1. A yarn winding and unwinding mechanism, characterized in that, The device includes a frame (1), a first slide (2) slidably mounted on the frame (1) along the X direction, a second slide (3) slidably mounted on the first slide (2) along the Y direction, and a third slide (4) slidably mounted on the frame (1) along the Y direction. The second slide (3) is provided with a winding structure, and the third slide (4) is provided with a peeling structure. The winding mechanism includes a winding seat (5) driven to rotate by a rotary motor and two winding rods (6) opposite to each other on the winding seat (5). An anti-detachment rod (7) is provided between the two winding rods (6). The anti-detachment rod (7) cooperates with one of the winding rods (6) to prevent the yarn entering between the two winding rods (6) from coming out.

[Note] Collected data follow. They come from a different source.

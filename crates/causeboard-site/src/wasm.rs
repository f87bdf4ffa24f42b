#![forbid(unsafe_code)]

use wasm_bindgen::prelude::*;

use crate::bridge::{BridgeError, SiteEngine, encode};

fn to_js(err: BridgeError) -> JsValue {
    JsValue::from_str(&err.to_string())
}

/// Host clock readings arrive as `performance.now()` doubles.
fn millis(now_ms: f64) -> u64 {
    if now_ms.is_finite() && now_ms > 0.0 {
        // `as` saturates at u64::MAX.
        now_ms as u64
    } else {
        0
    }
}

/// JS-facing page engine.
///
/// Events go in as JSON strings through `input`; each `step` returns one
/// JSON frame holding the patch batch to apply.
#[wasm_bindgen]
pub struct CauseboardSite {
    engine: SiteEngine,
}

#[wasm_bindgen]
impl CauseboardSite {
    /// Both arguments are optional JSON documents; omitted ones select the
    /// built-in page.
    #[wasm_bindgen(constructor)]
    pub fn new(
        config_json: Option<String>,
        catalog_json: Option<String>,
    ) -> Result<CauseboardSite, JsValue> {
        let engine =
            SiteEngine::new(config_json.as_deref(), catalog_json.as_deref()).map_err(to_js)?;
        Ok(Self { engine })
    }

    /// Render the first frame at host time `now_ms` (`performance.now()`).
    pub fn init(&mut self, now_ms: f64) -> Result<String, JsValue> {
        let frame = self.engine.init(millis(now_ms)).map_err(to_js)?;
        encode(&frame).map_err(to_js)
    }

    /// Queue one host event.
    pub fn input(&mut self, event_json: &str) -> Result<(), JsValue> {
        self.engine.push(event_json).map_err(to_js)
    }

    /// Advance to `now_ms`, run queued input and due timers, return the frame.
    pub fn step(&mut self, now_ms: f64) -> Result<String, JsValue> {
        self.engine.step_json(millis(now_ms)).map_err(to_js)
    }

    /// Earliest pending timer, for scheduling the next wakeup.
    #[wasm_bindgen(js_name = nextWakeupMs)]
    pub fn next_wakeup_ms(&self) -> Option<f64> {
        self.engine
            .program()
            .next_wakeup()
            .map(|at| at.as_secs_f64() * 1000.0)
    }
}
#![forbid(unsafe_code)]

//! `causeboard-web` provides a browser-friendly backend for causeboard models.
//!
//! Design goals:
//! - **Host-driven I/O**: the embedding page (JS) pushes input events.
//! - **Deterministic time**: the host advances a monotonic clock explicitly.
//! - **No blocking / no threads**: suitable for `wasm32-unknown-unknown`.
//!
//! The crate does not bind to `wasm-bindgen` itself. The site crate wraps
//! [`step_program::StepProgram`] with its own JS surface.

pub mod step_program;

use core::time::Duration;
use std::collections::VecDeque;

use causeboard_core::input::InputEvent;
use causeboard_render::DomPatch;
use causeboard_render::patch::{PatchStats, patch_batch_hash, patch_batch_stats};
use causeboard_runtime::backend::{Backend, BackendClock, BackendEventSource, BackendPresenter};

/// Host backend error type.
#[derive(Debug, Clone, PartialEq, Eq)]
pub enum HostError {
    /// `init()` was called a second time.
    AlreadyInitialized,
    /// `step()` was called before `init()`.
    NotInitialized,
}

impl core::fmt::Display for HostError {
    fn fmt(&self, f: &mut core::fmt::Formatter<'_>) -> core::fmt::Result {
        match self {
            Self::AlreadyInitialized => f.write_str("program already initialized"),
            Self::NotInitialized => f.write_str("program not initialized"),
        }
    }
}

impl std::error::Error for HostError {}

/// Deterministic monotonic clock controlled by the host.
#[derive(Debug, Default, Clone)]
pub struct DeterministicClock {
    now: Duration,
}

impl DeterministicClock {
    /// Create a clock starting at `0`.
    #[must_use]
    pub const fn new() -> Self {
        Self {
            now: Duration::ZERO,
        }
    }

    /// Set current monotonic time.
    pub fn set(&mut self, now: Duration) {
        self.now = now;
    }

    /// Advance monotonic time by `dt`.
    pub fn advance(&mut self, dt: Duration) {
        self.now = self.now.saturating_add(dt);
    }
}

impl BackendClock for DeterministicClock {
    fn now_mono(&self) -> Duration {
        self.now
    }
}

/// Host-driven input queue.
#[derive(Debug, Clone, Default)]
pub struct HostEventSource {
    queue: VecDeque<InputEvent>,
}

impl HostEventSource {
    #[must_use]
    pub fn new() -> Self {
        Self::default()
    }

    /// Push an event into the queue.
    pub fn push_event(&mut self, event: InputEvent) {
        self.queue.push_back(event);
    }

    #[must_use]
    pub fn pending(&self) -> usize {
        self.queue.len()
    }
}

impl BackendEventSource for HostEventSource {
    type Error = HostError;

    fn read_event(&mut self) -> Result<Option<InputEvent>, Self::Error> {
        Ok(self.queue.pop_front())
    }
}

/// Captured presentation outputs for host consumption.
#[derive(Debug, Default, Clone)]
pub struct HostOutputs {
    /// Log lines written by the runtime.
    pub logs: Vec<String>,
    /// Last presented patch batch, in application order.
    pub last_patches: Vec<DomPatch>,
    /// Aggregate accounting for the last batch.
    pub last_patch_stats: Option<PatchStats>,
    /// Deterministic hash of the last batch.
    pub last_patch_hash: Option<String>,
    /// Whether the last present was a full repaint.
    pub last_full_repaint_hint: bool,
}

/// Presenter that captures patch batches and logs for the host.
#[derive(Debug, Clone, Default)]
pub struct HostPresenter {
    outputs: HostOutputs,
}

impl HostPresenter {
    #[must_use]
    pub fn new() -> Self {
        Self::default()
    }

    /// Get captured outputs.
    #[must_use]
    pub const fn outputs(&self) -> &HostOutputs {
        &self.outputs
    }

    /// Take captured outputs, leaving empty defaults.
    pub fn take_outputs(&mut self) -> HostOutputs {
        std::mem::take(&mut self.outputs)
    }
}

impl BackendPresenter for HostPresenter {
    type Error = HostError;

    fn write_log(&mut self, text: &str) -> Result<(), Self::Error> {
        self.outputs.logs.push(text.to_owned());
        Ok(())
    }

    fn present_patches(
        &mut self,
        patches: Vec<DomPatch>,
        full_repaint: bool,
    ) -> Result<(), Self::Error> {
        self.outputs.last_patch_stats = Some(patch_batch_stats(&patches));
        self.outputs.last_patch_hash = Some(patch_batch_hash(&patches));
        self.outputs.last_patches = patches;
        self.outputs.last_full_repaint_hint = full_repaint;
        Ok(())
    }
}

/// A minimal, host-driven backend.
///
/// - push events via [`Backend::events`]
/// - advance time via [`Self::clock_mut`]
/// - read patch batches via [`Backend::presenter`]
#[derive(Debug, Clone, Default)]
pub struct HostBackend {
    clock: DeterministicClock,
    events: HostEventSource,
    presenter: HostPresenter,
}

impl HostBackend {
    #[must_use]
    pub fn new() -> Self {
        Self::default()
    }

    /// Mutably access the clock.
    pub fn clock_mut(&mut self) -> &mut DeterministicClock {
        &mut self.clock
    }
}

impl Backend for HostBackend {
    type Error = HostError;

    type Clock = DeterministicClock;
    type Events = HostEventSource;
    type Presenter = HostPresenter;

    fn clock(&self) -> &Self::Clock {
        &self.clock
    }

    fn events(&mut self) -> &mut Self::Events {
        &mut self.events
    }

    fn presenter(&mut self) -> &mut Self::Presenter {
        &mut self.presenter
    }
}
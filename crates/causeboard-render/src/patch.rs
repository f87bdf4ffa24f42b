#![forbid(unsafe_code)]

//! Page patches: the only way rendered output reaches the host.
//!
//! A frame produces an ordered batch of [`DomPatch`] values. Batches serialize
//! to JSON for the JS bridge and hash deterministically for replay checks.

use causeboard_core::input::{ElementKey, FormKind};
use serde::Serialize;

use crate::document::RegionId;

const PATCH_HASH_ALGO: &str = "fnv1a64";
const FNV64_OFFSET_BASIS: u64 = 0xcbf29ce484222325;
const FNV64_PRIME: u64 = 0x100000001b3;

/// One-shot host actions that are not content changes.
#[derive(Debug, Clone, Copy, PartialEq, Eq, Serialize)]
#[serde(tag = "kind", rename_all = "snake_case")]
pub enum HostEffect {
    /// Open the cause detail modal.
    ShowModal,
    /// Clear every field of a form back to its initial state.
    ResetForm { form: FormKind },
}

/// One page mutation.
#[derive(Debug, Clone, PartialEq, Eq, Serialize)]
#[serde(tag = "op", rename_all = "snake_case")]
pub enum DomPatch {
    /// Replace all children of a region.
    ReplaceRegion { region: RegionId, html: String },
    /// Set an element's text content.
    SetText { element: ElementKey, text: String },
    AddClass { element: ElementKey, class: String },
    RemoveClass { element: ElementKey, class: String },
    /// Replace an element's inline style.
    SetStyle { element: ElementKey, style: String },
    Effect { effect: HostEffect },
}

/// Aggregate accounting for one batch.
#[derive(Debug, Clone, Copy, PartialEq, Eq, Default)]
pub struct PatchStats {
    pub patch_count: u32,
    /// Bytes of region markup carried by the batch.
    pub markup_bytes: u64,
}

/// Count patches and region markup bytes.
#[must_use]
pub fn patch_batch_stats(patches: &[DomPatch]) -> PatchStats {
    let markup_bytes = patches
        .iter()
        .map(|p| match p {
            DomPatch::ReplaceRegion { html, .. } => html.len() as u64,
            _ => 0,
        })
        .sum();
    PatchStats {
        patch_count: u32::try_from(patches.len()).unwrap_or(u32::MAX),
        markup_bytes,
    }
}

#[must_use]
fn fnv1a64_extend(mut hash: u64, bytes: &[u8]) -> u64 {
    for &byte in bytes {
        hash ^= u64::from(byte);
        hash = hash.wrapping_mul(FNV64_PRIME);
    }
    hash
}

fn hash_str(hash: u64, s: &str) -> u64 {
    let len = u64::try_from(s.len()).unwrap_or(u64::MAX);
    fnv1a64_extend(fnv1a64_extend(hash, &len.to_le_bytes()), s.as_bytes())
}

/// Deterministic hash of a batch, in patch order.
#[must_use]
pub fn patch_batch_hash(patches: &[DomPatch]) -> String {
    let mut hash = FNV64_OFFSET_BASIS;
    let count = u64::try_from(patches.len()).unwrap_or(u64::MAX);
    hash = fnv1a64_extend(hash, &count.to_le_bytes());

    for patch in patches {
        hash = match patch {
            DomPatch::ReplaceRegion { region, html } => {
                hash_str(hash_str(fnv1a64_extend(hash, &[1]), region.element_id()), html)
            }
            DomPatch::SetText { element, text } => {
                hash_str(hash_str(fnv1a64_extend(hash, &[2]), element.as_str()), text)
            }
            DomPatch::AddClass { element, class } => {
                hash_str(hash_str(fnv1a64_extend(hash, &[3]), element.as_str()), class)
            }
            DomPatch::RemoveClass { element, class } => {
                hash_str(hash_str(fnv1a64_extend(hash, &[4]), element.as_str()), class)
            }
            DomPatch::SetStyle { element, style } => {
                hash_str(hash_str(fnv1a64_extend(hash, &[5]), element.as_str()), style)
            }
            DomPatch::Effect { effect } => match effect {
                HostEffect::ShowModal => fnv1a64_extend(hash, &[6, 0]),
                HostEffect::ResetForm { form } => {
                    hash_str(fnv1a64_extend(hash, &[6, 1]), form.element_id())
                }
            },
        };
    }

    format!("{PATCH_HASH_ALGO}:{hash:016x}")
}
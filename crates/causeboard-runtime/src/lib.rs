#![forbid(unsafe_code)]

//! Runtime for causeboard page models.
//!
//! A [`program::Model`] owns page state, turns host input into messages,
//! and writes its view into a [`causeboard_render::Document`]. Side effects
//! are returned as [`program::Cmd`] values; recurring and delayed work is
//! declared as [`subscription::Subscription`]s and driven by a virtual
//! clock, so everything runs single-threaded and replays deterministically.
//!
//! The [`backend`] traits describe what a host must provide: a monotonic
//! clock, an input queue, and a presenter for patches and logs.

pub mod backend;
pub mod program;
pub mod subscription;

pub use backend::{Backend, BackendClock, BackendEventSource, BackendPresenter};
pub use program::{Cmd, Model};
pub use subscription::{
    After, Due, Every, Schedule, SubId, Subscription, SubscriptionManager, keyed_id,
};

2. The yarn winding and unwinding mechanism according to claim 1, characterized in that, One of the winding rods (6) is coaxially fixed to the shaft of the rotary motor, and the winding seat (5) is fixed to the winding rod (6). The other winding rod (6) is oscillating / sliding inside the winding seat (5) and driven by the first power member. The anti-detachment rod (7) is oscillating / sliding inside the winding seat (5) and driven by the second power member.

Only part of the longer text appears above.